What carries the argument
The Hierarchical Layer Selection (HLS) using Exemplar Transfer Risk (ETR) to pick the best layer, combined with Prior-Guided Regularization (PGR) and Pixelwise Adaptive Calibration (PAC) in the HERA pipeline.
If this is right
- Adaptive layer selection avoids overfitting to small numbers of labeled exemplars.
- Regularization produces structured local signals that improve subsequent calibration.
- Calibration ensures consistent masks across the target domain.
- Overall performance exceeds state of the art by more than 4.1 mIoU on multiple benchmarks.
Where Pith is reading between the lines
- Similar select-regularize-calibrate strategies could be applied to other vision tasks like object detection or instance segmentation in cross-domain settings.
- The reliance on a single selected layer suggests that not all layers in foundation models are equally useful for novel domains, which might guide future model design.
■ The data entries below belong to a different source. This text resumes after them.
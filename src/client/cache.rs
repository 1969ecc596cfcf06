// src/client/cache.rs
use crate::models::{catalog::Model, chat::Message};
use std::time::Duration;
use tokio::time::Instant;

pub const DEFAULT_STALE_TIME: Duration = Duration::from_secs(5 * 60);

#[derive(Debug, Clone)]
struct Cached<T> {
    value: T,
    fetched_at: Instant,
}

#[derive(Debug, Clone)]
pub struct SessionCache {
    stale_time: Duration,
    models: Option<Cached<Vec<Model>>>,
    history: Option<Cached<Vec<Message>>>,
}

impl SessionCache {
    pub fn new(stale_time: Duration) -> Self {
        Self {
            stale_time,
            models: None,
            history: None,
        }
    }

    pub fn models(&self) -> Option<&[Model]> {
        self.fresh(&self.models).map(Vec::as_slice)
    }

    pub fn store_models(&mut self, models: Vec<Model>) {
        self.models = Some(Cached {
            value: models,
            fetched_at: Instant::now(),
        });
    }

    pub fn history(&self) -> Option<&[Message]> {
        self.fresh(&self.history).map(Vec::as_slice)
    }

    pub fn store_history(&mut self, history: Vec<Message>) {
        self.history = Some(Cached {
            value: history,
            fetched_at: Instant::now(),
        });
    }

    pub fn invalidate_history(&mut self) {
        self.history = None;
    }

    pub fn clear(&mut self) {
        self.models = None;
        self.history = None;
    }

    fn fresh<'a, T>(&self, entry: &'a Option<Cached<T>>) -> Option<&'a T> {
        entry
            .as_ref()
            .filter(|cached| cached.fetched_at.elapsed() < self.stale_time)
            .map(|cached| &cached.value)
    }
}

impl Default for SessionCache {
    fn default() -> Self {
        Self::new(DEFAULT_STALE_TIME)
    }
}

#[cfg(test)]
mod tests {
    use super::*;

    #[tokio::test(start_paused = true)]
    async fn entries_go_stale() {
        let mut cache = SessionCache::default();
        cache.store_models(vec![Model::new("gpt-4o")]);
        assert_eq!(cache.models().map(|m| m.len()), Some(1));

        tokio::time::advance(DEFAULT_STALE_TIME + Duration::from_secs(1)).await;
        assert!(cache.models().is_none());
    }

    #[tokio::test(start_paused = true)]
    async fn clear_drops_everything() {
        let mut cache = SessionCache::default();
        cache.store_models(vec![Model::new("gpt-4o")]);
        cache.store_history(vec![]);
        assert!(cache.history().is_some());

        cache.invalidate_history();
        assert!(cache.history().is_none());
        assert!(cache.models().is_some());

        cache.clear();
        assert!(cache.models().is_none());
    }
}
use crate::handlers::auth::verify_jwt_token;
use crate::models::auth::{Claims, ErrorResponse};
use crate::AppState;
use axum::{
    extract::{Extension, Request},
    http::{HeaderMap, StatusCode},
    middleware::Next,
    response::{IntoResponse, Json, Response},
};
use std::sync::Arc;

/// Pulls the token out of an `Authorization: Bearer <token>` header.
pub fn bearer_token(headers: &HeaderMap) -> Result<Option<&str>, &'static str> {
    let auth_header = match headers.get("Authorization") {
        Some(header) => header,
        None => return Ok(None),
    };

    let auth_str = auth_header
        .to_str()
        .map_err(|_| "Invalid Authorization header format")?;

    auth_str
        .strip_prefix("Bearer ")
        .map(|token| Some(token.trim()))
        .ok_or("Invalid Authorization header format. Expected 'Bearer <token>'")
}

/// Claims of the caller, if a valid token was presented. Used by routes where
/// anonymous access is allowed and each operation decides on its own.
pub fn resolve_claims(headers: &HeaderMap, jwt_secret: &str) -> Option<Claims> {
    let token = match bearer_token(headers) {
        Ok(Some(token)) => token,
        Ok(None) => return None,
        Err(reason) => {
            tracing::debug!("Ignoring Authorization header: {}", reason);
            return None;
        }
    };

    match verify_jwt_token(token, jwt_secret) {
        Ok(claims) => Some(claims),
        Err(e) => {
            tracing::warn!("JWT verification failed: {}", e);
            None
        }
    }
}

pub async fn auth_middleware(
    Extension(state): Extension<Arc<AppState>>,
    headers: HeaderMap,
    mut request: Request,
    next: Next,
) -> Result<Response, impl IntoResponse> {
    let unauthorized = |message: &str| {
        (
            StatusCode::UNAUTHORIZED,
            Json(ErrorResponse {
                success: false,
                message: message.to_string(),
            }),
        )
    };

    let token = match bearer_token(&headers) {
        Ok(Some(token)) => token,
        Ok(None) => return Err(unauthorized("Missing Authorization header")),
        Err(reason) => return Err(unauthorized(reason)),
    };

    // Verify the JWT token
    let claims = match verify_jwt_token(token, &state.settings.jwt_secret) {
        Ok(claims) => claims,
        Err(e) => {
            tracing::warn!("JWT verification failed: {}", e);
            return Err(unauthorized("Invalid or expired token"));
        }
    };

    // Add the claims to the request extensions so handlers can access them
    request.extensions_mut().insert(claims);

    Ok(next.run(request).await)
}
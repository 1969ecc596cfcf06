use async_trait::async_trait;

/// Produces the assistant half of an exchange.
#[async_trait]
pub trait Responder: Send + Sync {
    async fn respond(&self, model_tag: &str, prompt: &str) -> String;
}

/// Stand-in responder that echoes the prompt back.
#[derive(Debug, Default, Clone, Copy)]
pub struct EchoResponder;

#[async_trait]
impl Responder for EchoResponder {
    async fn respond(&self, _model_tag: &str, prompt: &str) -> String {
        format!("You said: {}", prompt)
    }
}
// src/client/mod.rs
pub mod cache;
pub mod conversation;
pub mod form;
pub mod http;
pub mod scroll;
pub mod session;

use crate::models::{catalog::Model, chat::Message};
use crate::rpc::{RpcError, SendInput, SendOutput};
use async_trait::async_trait;
use std::fmt;
use thiserror::Error;
use uuid::Uuid;

pub use conversation::{Conversation, Entry, HistoryState};
pub use form::{ChatForm, FormEvent, Key, Submission};
pub use http::HttpRpcClient;
pub use session::ChatSession;

#[derive(Debug, Error)]
pub enum ClientError {
    #[error("{0}")]
    Rpc(#[from] RpcError),

    #[error("transport error: {0}")]
    Transport(#[from] reqwest::Error),

    #[error("{0}")]
    Auth(String),

    #[error("unexpected reply: {0}")]
    Protocol(String),

    #[error("{0}")]
    Validation(String),

    #[error("a message is already being sent")]
    SubmissionInFlight,

    #[error("request cancelled")]
    Cancelled,
}

/// Identifies one submission from optimistic insert to resolution.
#[derive(Debug, Clone, Copy, PartialEq, Eq, Hash)]
pub struct RequestId(Uuid);

impl RequestId {
    pub fn new() -> Self {
        Self(Uuid::new_v4())
    }
}

impl Default for RequestId {
    fn default() -> Self {
        Self::new()
    }
}

impl fmt::Display for RequestId {
    fn fmt(&self, f: &mut fmt::Formatter<'_>) -> fmt::Result {
        self.0.fmt(f)
    }
}

/// The procedures as seen from the client.
#[async_trait]
pub trait ChatApi: Send + Sync {
    async fn send(&self, input: SendInput) -> Result<SendOutput, ClientError>;

    async fn history(&self) -> Result<Vec<Message>, ClientError>;

    async fn list_models(&self) -> Result<Vec<Model>, ClientError>;
}
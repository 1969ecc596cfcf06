// src/client/form.rs
use super::conversation::EMPTY_MESSAGE_ERROR;
use super::ClientError;
use crate::models::catalog::Model;

/// Used until the user picks another tag from the catalog.
pub const FALLBACK_MODEL_TAG: &str = crate::config::DEFAULT_MODEL_TAG;

#[derive(Debug, Clone, Copy, PartialEq, Eq)]
pub enum Key {
    Char(char),
    Backspace,
    Enter { shift: bool },
}

#[derive(Debug, Clone, PartialEq, Eq)]
pub struct Submission {
    pub model_tag: String,
    pub content: String,
}

#[derive(Debug, Clone, PartialEq, Eq)]
pub enum FormEvent {
    Edited,
    Submit(Submission),
    /// Submission refused; see [`ChatForm::error`].
    Rejected,
}

#[derive(Debug, Clone)]
pub struct ChatForm {
    input: String,
    model: String,
    catalog: Vec<String>,
    models_loading: bool,
    models_error: bool,
    submitting: bool,
    error: Option<String>,
}

impl ChatForm {
    pub fn new(default_model: impl Into<String>) -> Self {
        Self {
            input: String::new(),
            model: default_model.into(),
            catalog: Vec::new(),
            models_loading: true,
            models_error: false,
            submitting: false,
            error: None,
        }
    }

    pub fn input(&self) -> &str {
        &self.input
    }

    pub fn model(&self) -> &str {
        &self.model
    }

    pub fn catalog(&self) -> &[String] {
        &self.catalog
    }

    pub fn error(&self) -> Option<&str> {
        self.error.as_deref()
    }

    pub fn models_error(&self) -> bool {
        self.models_error
    }

    pub fn is_submitting(&self) -> bool {
        self.submitting
    }

    pub fn can_submit(&self) -> bool {
        !self.submitting && !self.models_loading
    }

    pub fn set_catalog(&mut self, models: &[Model]) {
        self.catalog = models.iter().map(|m| m.tag.clone()).collect();
        self.models_loading = false;
        self.models_error = false;
    }

    pub fn catalog_failed(&mut self) {
        self.catalog.clear();
        self.models_loading = false;
        self.models_error = true;
    }

    pub fn select_model(&mut self, tag: &str) -> Result<(), ClientError> {
        if !self.catalog.iter().any(|t| t == tag) {
            return Err(ClientError::Validation(format!("Unknown model: {}", tag)));
        }
        self.model = tag.to_string();
        Ok(())
    }

    pub fn handle_key(&mut self, key: Key) -> FormEvent {
        match key {
            Key::Char(c) => {
                self.input.push(c);
                self.error = None;
                FormEvent::Edited
            }
            Key::Backspace => {
                self.input.pop();
                FormEvent::Edited
            }
            Key::Enter { shift: true } => {
                self.input.push('\n');
                FormEvent::Edited
            }
            Key::Enter { shift: false } => match self.submit() {
                Ok(submission) => FormEvent::Submit(submission),
                Err(_) => FormEvent::Rejected,
            },
        }
    }

    /// Validates and takes the input. The form stays disabled until
    /// [`ChatForm::finish_submission`].
    pub fn submit(&mut self) -> Result<Submission, ClientError> {
        if self.submitting {
            return Err(ClientError::SubmissionInFlight);
        }
        if self.models_loading {
            return Err(ClientError::Validation("Models are still loading".to_string()));
        }
        if self.input.is_empty() {
            self.error = Some(EMPTY_MESSAGE_ERROR.to_string());
            return Err(ClientError::Validation(EMPTY_MESSAGE_ERROR.to_string()));
        }

        self.error = None;
        self.submitting = true;
        Ok(Submission {
            model_tag: self.model.clone(),
            content: std::mem::take(&mut self.input),
        })
    }

    pub fn finish_submission(&mut self) {
        self.submitting = false;
    }
}

impl Default for ChatForm {
    fn default() -> Self {
        Self::new(FALLBACK_MODEL_TAG)
    }
}

#[cfg(test)]
mod tests {
    use super::*;

    fn ready_form() -> ChatForm {
        let mut form = ChatForm::default();
        form.set_catalog(&[Model::new("gpt-4o"), Model::new("gpt-4")]);
        form
    }

    fn type_text(form: &mut ChatForm, text: &str) {
        for c in text.chars() {
            form.handle_key(Key::Char(c));
        }
    }

    #[test]
    fn enter_submits_and_shift_enter_adds_a_newline() {
        let mut form = ready_form();
        type_text(&mut form, "line one");
        assert_eq!(form.handle_key(Key::Enter { shift: true }), FormEvent::Edited);
        type_text(&mut form, "line two");

        let event = form.handle_key(Key::Enter { shift: false });
        assert_eq!(
            event,
            FormEvent::Submit(Submission {
                model_tag: "gpt-4o".into(),
                content: "line one\nline two".into(),
            })
        );
        assert_eq!(form.input(), "");
        assert!(form.is_submitting());
    }

    #[test]
    fn empty_input_is_rejected_with_a_message() {
        let mut form = ready_form();
        assert_eq!(form.handle_key(Key::Enter { shift: false }), FormEvent::Rejected);
        assert_eq!(form.error(), Some(EMPTY_MESSAGE_ERROR));

        form.handle_key(Key::Char('x'));
        assert_eq!(form.error(), None);
    }

    #[test]
    fn submit_is_disabled_while_in_flight_or_loading() {
        let mut form = ChatForm::default();
        type_text(&mut form, "hi");
        assert!(!form.can_submit());
        assert!(form.submit().is_err());

        form.set_catalog(&[Model::new("gpt-4o")]);
        assert!(form.submit().is_ok());
        type_text(&mut form, "again");
        assert!(matches!(form.submit(), Err(ClientError::SubmissionInFlight)));

        form.finish_submission();
        assert!(form.submit().is_ok());
    }

    #[test]
    fn only_catalog_models_can_be_selected() {
        let mut form = ready_form();
        assert_eq!(form.model(), FALLBACK_MODEL_TAG);

        form.select_model("gpt-4").unwrap();
        assert_eq!(form.model(), "gpt-4");
        assert!(form.select_model("gpt-9").is_err());
        assert_eq!(form.model(), "gpt-4");
    }

    #[test]
    fn catalog_failure_unblocks_the_form_but_offers_no_models() {
        let mut form = ChatForm::default();
        form.catalog_failed();
        assert!(form.models_error());
        assert!(form.can_submit());
        assert!(form.select_model("gpt-4o").is_err());
    }
}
- Extending the ETR metric to evaluate combinations of layers rather than single ones could further improve adaptation.
Load-bearing premise
The data-dependent Exemplar Transfer Risk metric can accurately identify the single most informative layer from the vision foundation model despite the small number of target-domain exemplars and potential domain-specific noise.
What would settle it
Running the benchmarks with random layer selection instead of ETR-based selection and observing whether the mIoU gain disappears or reverses.
Figures
read the original abstract
Vision foundation models (VFMs) have achieved strong performance across various vision tasks. However, it still remains challenging to apply VFMs for cross-domain few-shot segmentation (CD-FSS), which segments objects of novel classes under domain shifts using only a few labeled exemplars. The challenge is mainly driven by two factors: (1) limited labeled exemplars per novel class relative to the scale of VFM pre-training, making the model prone to overfitting during retraining, and (2) target-domain shifts underrepresented during pre-training, inducing cross-domain inconsistency and layer-wise sensitivity. To address these issues, we propose Hierarchical Exemplar Representation Adaptation (HERA), a three-stage select-regularize-calibrate VFM-based segmentation framework that learns effectively from limited labels and adapts to novel domains without source-data retraining. We first design Hierarchical Layer Selection (HLS) to adaptively identify the most informative VFM layer using a data-dependent Exemplar Transfer Risk (ETR) computed for each candidate layer. Then, Prior-Guided Regularization (PGR) regularizes interactions on the selected representation, yielding well-structured local signals for the subsequent stage. Furthermore, Pixelwise Adaptive Calibration (PAC) combines the selected representation with the refined interaction maps to calibrate pixel-wise predictions, producing consistent masks. Together, these stages form a hierarchical select-regularize-calibrate pipeline that guides frozen VFM features in new domains while fine-tuning less than 2.7% of parameters at test time. Extensive experiments show that HERA surpasses the state of the art by more than 4.1 mIoU across multiple CD-FSS benchmarks.
Editorial analysis
A structured set of objections, weighed in public.
Referee Report
Summary. The manuscript introduces Hierarchical Exemplar Representation Adaptation (HERA), a three-stage select-regularize-calibrate framework for cross-domain few-shot semantic segmentation (CD-FSS) that adapts frozen vision foundation models (VFMs) using only 1-5 labeled exemplars per novel class. The stages are: (1) Hierarchical Layer Selection (HLS) that computes a data-dependent Exemplar Transfer Risk (ETR) to identify the single most informative VFM layer; (2) Prior-Guided Regularization (PGR) that regularizes interactions on the selected representation; and (3) Pixelwise Adaptive Calibration (PAC) that combines the representation with refined interaction maps for final masks. The method fine-tunes <2.7% of parameters at test time and reports >4.1 mIoU gains over prior SOTA across multiple CD-FSS benchmarks.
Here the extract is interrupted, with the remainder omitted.